シームレスなLGBTや障害者

LGBTや障害者の話になると、口を閉ざし気味になる人は多いと思います。変な発言をして相手を傷つけたり、また別の人から非難を受けたりすることはなるべく避けたいためでしょう。

最近のドラマで「恋です!〜ヤンキー君と白杖ガール〜」がとっても面白かったのでした。このドラマの中の1つのフレーズがとても印象的でした。「ユキコさんは普通の世界の人ですから、、、」

そもそも人はとってもアナログ的なもので、白黒がはっきりしているものではないと思います。だって、大きい人・小さい人、明るい人・暗い人、足の早い人・遅い人なんて明確な区別はつきません。「大きい人・小さい人」を例にとっても、「大きい人〜やや大きい人〜普通の人〜やや小さい人〜小さい人」とさらにその間にもたくさんの人いてシームレスでつながっています。

これと同じで、LGBTや障害者ももちろん、その人たちは千差万別でいろいろな人たちがシームレスでいると思います。だから、そもそも明確に「LGBT」、「障害者」と言うことはできないはずなのです。

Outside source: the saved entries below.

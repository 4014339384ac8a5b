use cosmwasm_std::{Addr, Coin, Timestamp};
use cw_multi_test::{App, AppResponse, Contract, ContractWrapper, Executor};
use sha3::{Digest, Sha3_256};

use htlc_escrow_contract::msg::{
    ConfigResponse, CreationRequestResponse, EscrowAddressResponse, EscrowsResponse, ExecuteMsg,
    InstantiateMsg, MerkleIndexResponse, MultiFillInfo, QueryMsg, TimelockOffsets,
};
use htlc_escrow_contract::primitives::{Hash32, Role};
use htlc_escrow_contract::state::CreationStatus;

fn escrow_contract() -> Box<dyn Contract<cosmwasm_std::Empty>> {
    Box::new(ContractWrapper::new(
        htlc_escrow_contract::execute,
        htlc_escrow_contract::instantiate,
        htlc_escrow_contract::query,
    ))
}

fn mock_app() -> App {
    App::new(|router, _api, storage| {
        for who in ["owner", "maker", "taker", "relayer", "anyone"] {
            router
                .bank
                .init_balance(
                    storage,
                    &Addr::unchecked(who),
                    vec![Coin::new(1_000_000, "uusdc"), Coin::new(1_000_000, "uatom")],
                )
                .unwrap();
        }
    })
}

fn setup(app: &mut App) -> Addr {
    let id = app.store_code(escrow_contract());
    let msg = InstantiateMsg {
        owner: "owner".into(),
        factory_id: "factory-1".into(),
        src_rescue_delay: 1_000,
        dst_rescue_delay: 1_000,
        fee_bank: "fee-bank".into(),
        access_token: "access-token".into(),
        access_token_threshold: 1_000,
        resolver_fee: 0,
        whitelist_discount_numerator: 0,
    };
    app.instantiate_contract(id, Addr::unchecked("owner"), &msg, &[], "htlc-escrow", None)
        .unwrap()
}

fn sha3_hash(bytes: &[u8]) -> Hash32 {
    let mut hasher = Sha3_256::new();
    hasher.update(bytes);
    Hash32::from_slice(&hasher.finalize()).unwrap()
}

fn hash_pair(a: &Hash32, b: &Hash32) -> Hash32 {
    let (lo, hi) = if a.as_bytes() <= b.as_bytes() { (a, b) } else { (b, a) };
    let mut buf = Vec::new();
    buf.extend_from_slice(lo.as_bytes());
    buf.extend_from_slice(hi.as_bytes());
    sha3_hash(&buf)
}

fn leaf_hash(index: u64, secret_hash: &Hash32) -> Hash32 {
    let mut buf = Vec::new();
    buf.extend_from_slice(&index.to_le_bytes());
    buf.extend_from_slice(secret_hash.as_bytes());
    sha3_hash(&buf)
}

fn attr<'a>(resp: &'a AppResponse, key: &str) -> &'a str {
    resp.events
        .iter()
        .find_map(|e| e.attributes.iter().find(|a| a.key == key))
        .map(|a| a.value.as_str())
        .unwrap_or_else(|| panic!("attribute {key} not found in response {resp:?}"))
}

fn timelocks() -> TimelockOffsets {
    TimelockOffsets {
        src_withdrawal: 10,
        src_public_withdrawal: 120,
        src_cancellation: 121,
        src_public_cancellation: 122,
        dst_withdrawal: 10,
        dst_public_withdrawal: 100,
        dst_cancellation: 101,
    }
}

fn packed_hashlock_info(root: &Hash32, parts: u16) -> Hash32 {
    let mut bytes = [0u8; 32];
    bytes[0..30].copy_from_slice(&root.as_bytes()[0..30]);
    bytes[30..32].copy_from_slice(&parts.to_be_bytes());
    Hash32(bytes)
}

fn create_single_fill_source(app: &mut App, contract: &Addr, order_hash: Hash32, hashlock: Hash32) -> AppResponse {
    let post_interaction = ExecuteMsg::PostInteraction {
        order_hash,
        hashlock_info: hashlock,
        maker: "maker".into(),
        taker: "taker".into(),
        token_id: "native:uusdc".into(),
        making_amount: 1_000,
        taking_amount: 1_000,
        remaining_making_amount: 1_000,
        timelocks: timelocks(),
        deposits: (200u128 << 64) | 200u128,
        dst_chain_id: "dst-1".into(),
        dst_token_id: "native:uusdc".into(),
        dst_amount: 1_000,
        multi_fill: None::<MultiFillInfo>,
        whitelist: vec!["taker".into()],
        access_token_balance: 0,
    };
    app.execute_contract(
        Addr::unchecked("relayer"),
        contract.clone(),
        &post_interaction,
        &[Coin::new(1_000, "uusdc"), Coin::new(200, "uatom")],
    )
    .unwrap()
}

#[test]
fn query_config_reports_every_instantiated_field() {
    let mut app = mock_app();
    let contract = setup(&mut app);

    let config: ConfigResponse = app.wrap().query_wasm_smart(contract, &QueryMsg::Config {}).unwrap();
    assert_eq!(config.owner, "owner");
    assert_eq!(config.factory_id, "factory-1");
    assert_eq!(config.src_rescue_delay, 1_000);
    assert_eq!(config.dst_rescue_delay, 1_000);
    assert_eq!(config.fee_bank, "fee-bank");
    assert_eq!(config.access_token, "access-token");
    assert_eq!(config.access_token_threshold, 1_000);
    assert_eq!(config.resolver_fee, 0);
    assert_eq!(config.whitelist_discount_numerator, 0);
    assert_eq!(config.num_src_created, 0);
    assert_eq!(config.num_dst_created, 0);
}

#[test]
fn address_of_escrow_preview_matches_the_address_actually_created() {
    let mut app = mock_app();
    let contract = setup(&mut app);
    app.update_block(|b| b.time = Timestamp::from_seconds(1_700_000_000));

    let hashlock = sha3_hash(b"address_preview_consistency_test_secret");
    let preview: EscrowAddressResponse = app
        .wrap()
        .query_wasm_smart(
            contract.clone(),
            &QueryMsg::AddressOfEscrow {
                order_hash: Hash32([30u8; 32]),
                hashlock,
                maker: "maker".into(),
                taker: "taker".into(),
                token_id: "native:uusdc".into(),
                amount: 1_000,
                safety_deposit: 200,
                timelocks: timelocks(),
                deployed_at: 1_700_000_000,
                role: Role::Source,
            },
        )
        .unwrap();

    let resp = create_single_fill_source(&mut app, &contract, Hash32([30u8; 32]), hashlock);
    assert_eq!(attr(&resp, "address"), preview.address);
}

#[test]
fn escrows_listing_paginates_by_address() {
    let mut app = mock_app();
    let contract = setup(&mut app);
    app.update_block(|b| b.time = Timestamp::from_seconds(1_700_000_000));

    for i in 0..3u8 {
        let hashlock = sha3_hash(format!("pagination_test_secret_{i}").as_bytes());
        create_single_fill_source(&mut app, &contract, Hash32([40 + i; 32]), hashlock);
    }

    let all: EscrowsResponse = app
        .wrap()
        .query_wasm_smart(contract.clone(), &QueryMsg::Escrows { start_after: None, limit: None })
        .unwrap();
    assert_eq!(all.escrows.len(), 3);

    let first_page: EscrowsResponse = app
        .wrap()
        .query_wasm_smart(contract.clone(), &QueryMsg::Escrows { start_after: None, limit: Some(1) })
        .unwrap();
    assert_eq!(first_page.escrows.len(), 1);

    let second_page: EscrowsResponse = app
        .wrap()
        .query_wasm_smart(
            contract,
            &QueryMsg::Escrows { start_after: Some(first_page.escrows[0].address.clone()), limit: None },
        )
        .unwrap();
    assert_eq!(second_page.escrows.len(), 2);
    assert_ne!(second_page.escrows[0].address, first_page.escrows[0].address);
}

#[test]
fn pre_interaction_creation_request_is_queryable_and_updates_on_fill() {
    let mut app = mock_app();
    let contract = setup(&mut app);
    app.update_block(|b| b.time = Timestamp::from_seconds(1_700_000_000));

    let order_hash = Hash32([50u8; 32]);
    let hashlock = sha3_hash(b"creation_request_lifecycle_test_secret");

    app.execute_contract(
        Addr::unchecked("relayer"),
        contract.clone(),
        &ExecuteMsg::PreInteraction {
            order_hash,
            hashlock_info: hashlock,
            taker: "taker".into(),
            making_amount: 1_000,
            taking_amount: 1_000,
            remaining_making_amount: 1_000,
        },
        &[],
    )
    .unwrap();

    let pending: CreationRequestResponse = app
        .wrap()
        .query_wasm_smart(contract.clone(), &QueryMsg::CreationRequest { order_hash, hashlock })
        .unwrap();
    assert!(matches!(pending.status, CreationStatus::Pending));
    assert!(pending.escrow_address.is_none());

    let resp = create_single_fill_source(&mut app, &contract, order_hash, hashlock);
    let address = attr(&resp, "address").to_string();

    let fulfilled: CreationRequestResponse = app
        .wrap()
        .query_wasm_smart(contract, &QueryMsg::CreationRequest { order_hash, hashlock })
        .unwrap();
    assert!(matches!(fulfilled.status, CreationStatus::Created));
    assert_eq!(fulfilled.escrow_address, Some(address));
}

#[test]
fn multi_fill_order_accepts_a_sequence_of_partial_fills() {
    let mut app = mock_app();
    let contract = setup(&mut app);
    app.update_block(|b| b.time = Timestamp::from_seconds(1_700_000_000));

    let order_hash = Hash32([60u8; 32]);
    let secret_hashes: Vec<Hash32> = (0..4u64).map(|i| sha3_hash(format!("multi-fill-secret-{i}").as_bytes())).collect();
    let leaves: Vec<Hash32> = secret_hashes.iter().enumerate().map(|(i, sh)| leaf_hash(i as u64, sh)).collect();
    let node01 = hash_pair(&leaves[0], &leaves[1]);
    let node23 = hash_pair(&leaves[2], &leaves[3]);
    let root = hash_pair(&node01, &node23);
    let hashlock_info = packed_hashlock_info(&root, 4);

    // First fill: a quarter of the order, validates leaf index 1.
    let first_fill = ExecuteMsg::PostInteraction {
        order_hash,
        hashlock_info,
        maker: "maker".into(),
        taker: "taker".into(),
        token_id: "native:uusdc".into(),
        making_amount: 250,
        taking_amount: 250,
        remaining_making_amount: 1_000,
        timelocks: timelocks(),
        deposits: (50u128 << 64) | 50u128,
        dst_chain_id: "dst-1".into(),
        dst_token_id: "native:uusdc".into(),
        dst_amount: 250,
        multi_fill: Some(MultiFillInfo {
            root,
            proof: vec![leaves[0], node23],
            leaf_index: 1,
            secret_hash: secret_hashes[1],
            parts: 4,
            order_making_amount: 1_000,
            remaining_making_amount_before: 1_000,
        }),
        whitelist: vec!["taker".into()],
        access_token_balance: 0,
    };
    app.execute_contract(
        Addr::unchecked("relayer"),
        contract.clone(),
        &first_fill,
        &[Coin::new(250, "uusdc"), Coin::new(50, "uatom")],
    )
    .unwrap();

    let index_after_first: MerkleIndexResponse = app
        .wrap()
        .query_wasm_smart(contract.clone(), &QueryMsg::MerkleIndexEntry { order_hash, root })
        .unwrap();
    assert_eq!(index_after_first.next_expected_index, 2);
    assert_eq!(index_after_first.last_validated_secret_hash, Some(secret_hashes[1]));

    // Second fill: another quarter, remaining_making drops to 750 and
    // validates leaf index 2.
    let second_fill = ExecuteMsg::PostInteraction {
        order_hash,
        hashlock_info,
        maker: "maker".into(),
        taker: "taker".into(),
        token_id: "native:uusdc".into(),
        making_amount: 250,
        taking_amount: 250,
        remaining_making_amount: 750,
        timelocks: timelocks(),
        deposits: (50u128 << 64) | 50u128,
        dst_chain_id: "dst-1".into(),
        dst_token_id: "native:uusdc".into(),
        dst_amount: 250,
        multi_fill: Some(MultiFillInfo {
            root,
            proof: vec![leaves[3], node01],
            leaf_index: 2,
            secret_hash: secret_hashes[2],
            parts: 4,
            order_making_amount: 1_000,
            remaining_making_amount_before: 750,
        }),
        whitelist: vec!["taker".into()],
        access_token_balance: 0,
    };
    let resp = app
        .execute_contract(
            Addr::unchecked("relayer"),
            contract.clone(),
            &second_fill,
            &[Coin::new(250, "uusdc"), Coin::new(50, "uatom")],
        )
        .unwrap();
    assert!(!attr(&resp, "address").is_empty());

    let index_after_second: MerkleIndexResponse = app
        .wrap()
        .query_wasm_smart(contract, &QueryMsg::MerkleIndexEntry { order_hash, root })
        .unwrap();
    assert_eq!(index_after_second.next_expected_index, 3);
    assert_eq!(index_after_second.last_validated_secret_hash, Some(secret_hashes[2]));
}

#[test]
fn rescue_sweeps_a_foreign_denom_the_escrow_never_tracked() {
    let mut app = mock_app();
    let contract = setup(&mut app);
    app.update_block(|b| b.time = Timestamp::from_seconds(1_700_000_000));

    let secret = b"rescue_sweep_test_secret_for_escrow_lc";
    let hashlock = sha3_hash(secret);
    let resp = create_single_fill_source(&mut app, &contract, Hash32([80u8; 32]), hashlock);
    let address = attr(&resp, "address").to_string();

    // Simulate a stray transfer of an unrelated native denom landing on the
    // contract, never accounted for in `principal_balance`/`deposit_balance`.
    app.send_tokens(Addr::unchecked("anyone"), contract.clone(), &[Coin::new(777, "uusdc")])
        .unwrap();

    app.update_block(|b| b.time = Timestamp::from_seconds(1_700_001_500));
    let taker_before = app.wrap().query_balance("taker", "uusdc").unwrap().amount;
    app.execute_contract(
        Addr::unchecked("taker"),
        contract,
        &ExecuteMsg::Rescue { address, token_id: "native:uusdc".into(), amount: 777 },
        &[],
    )
    .unwrap();
    let taker_after = app.wrap().query_balance("taker", "uusdc").unwrap().amount;
    assert_eq!(taker_after - taker_before, cosmwasm_std::Uint128::new(777));
}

私だって身長が193cmあって、いろいろと不便をしています。飛行機のエコノミークラスでは脚が入らないので、ある工夫で乗り切っています。たぶん、前の席の人がシートを勢いよく倒したら膝が骨折すると思っています。毎回、非常口の席をお願いしていますが、あそこは予約ができないので、混んでいれば当日に移動できないことも多々あります。でも、最近はLCCでなければシートの前後間が広くなったのです。嬉しいですね。

もちろん、服の袖丈やズボンの丈も既成服はないので、作るか海外旅行のときに買ってくるしかありません。靴も同じです。それでも、たいていは高級ブランドしか用意はされていないので、いつも高級品を買っています。とてもお金がかかります。車も乗れない車種があります。もし、私が2m大きく超えてくると障害者となるのではないでしょうか?

街にある、階段やエスカレーター、公共の椅子や机、歩道、信号機などのインフラはもちろん税金で作られていたり、民間のものはその企業の費用で作られたりしています。でも、そのお金には制限があり、どんな人にも対応できるようにすることは困難です。最近は、なるべく多くの人が使用できるように国も推進していますが、もちろん限界はあります。そのインフラ整備の限界を超える対応が必要な人が障害者とか言われているのですね。

でも、それは、インフラ対応の限界が決めているものであって、本人の問題ではないのです。また、国からの手当てももらうためには「障害者」という認定が必要だからそのように呼ばれていますが、これもルールの対応上で決めている言葉であって、本人の問題ではないのです。

だから、誰もが普通の人であって、便宜上「障害者」という言葉を使っているだけなのです。「LGBT」も同じく、普通の人と何にも変わらないのです。

だから、「LGBT」、「障害者」を隠す必要もないし、周りもあえて口を閉ざす必要なないと思います。よく大人が障害者を見つけた子供に向かって「しっ、余計こと言わないの!」と言う場面を見かけることありますが、それは、親が子供に余計なことを言っているのです。ちなみに私の193cmは、すごく珍しいとは思っていませんが、かなりじろじろ見られます。

発言に注意しなければならないことは、このシームレスな状態に白黒をはっきりさせるような発言をすることなのです。

分かりやすいことでは、芸能レポーターが「それは、恋人関係と言って良いですね!」とか、コロナ報道のテレビで「これは第6波が来ていると言って良いですね!」とか言うことです。恋人関係や第6波って一体どういう状態になったらそういえるの、と考えたらそこには明確な境界線はなくシームレスでとても曖昧なものです。大切なのは今の状態がどうあるかで、白黒つけて一つの枠の中に入れることではないと思います。「恋人関係」は、例えばお食事していた写真がスクープされたのならそれは「お食事した関係」であり、「第6波」は、例えば感染者数が100人から150人に増えたなら、「100人から150人に増えた」という事実を捉えれば良いのです。

白黒はっきりさせた方が、報道では視聴者に響きやすいので、それも仕方ないかなとも思いますが、ちょっと白黒はっきりさせ過ぎと思う面もあります。 人間にはそもそも普通や特別の境界線なんていなく、皆シームレスにつながっています。それに対して人が持っている特徴を本人も周りの人もあえて隠す必要はないし、周りの人も白黒をつけた差別的な言い回しで境界線を作ることは、現実世界に則していないのでやめた方が良いでしょう。

今回のコラムで私の言いたかったことと簡単にまとめると、次のようなことです。「あの人は障害者だ」のような、境界線を作る差別的な発言は良くありません。ただし、人の特徴である「あの人は、人がぼんやりと見えるけど、誰かの顔かは分からないです」は良いということです。ここら辺がごっちゃになっている人もいるので、このコラムでお伝えしました。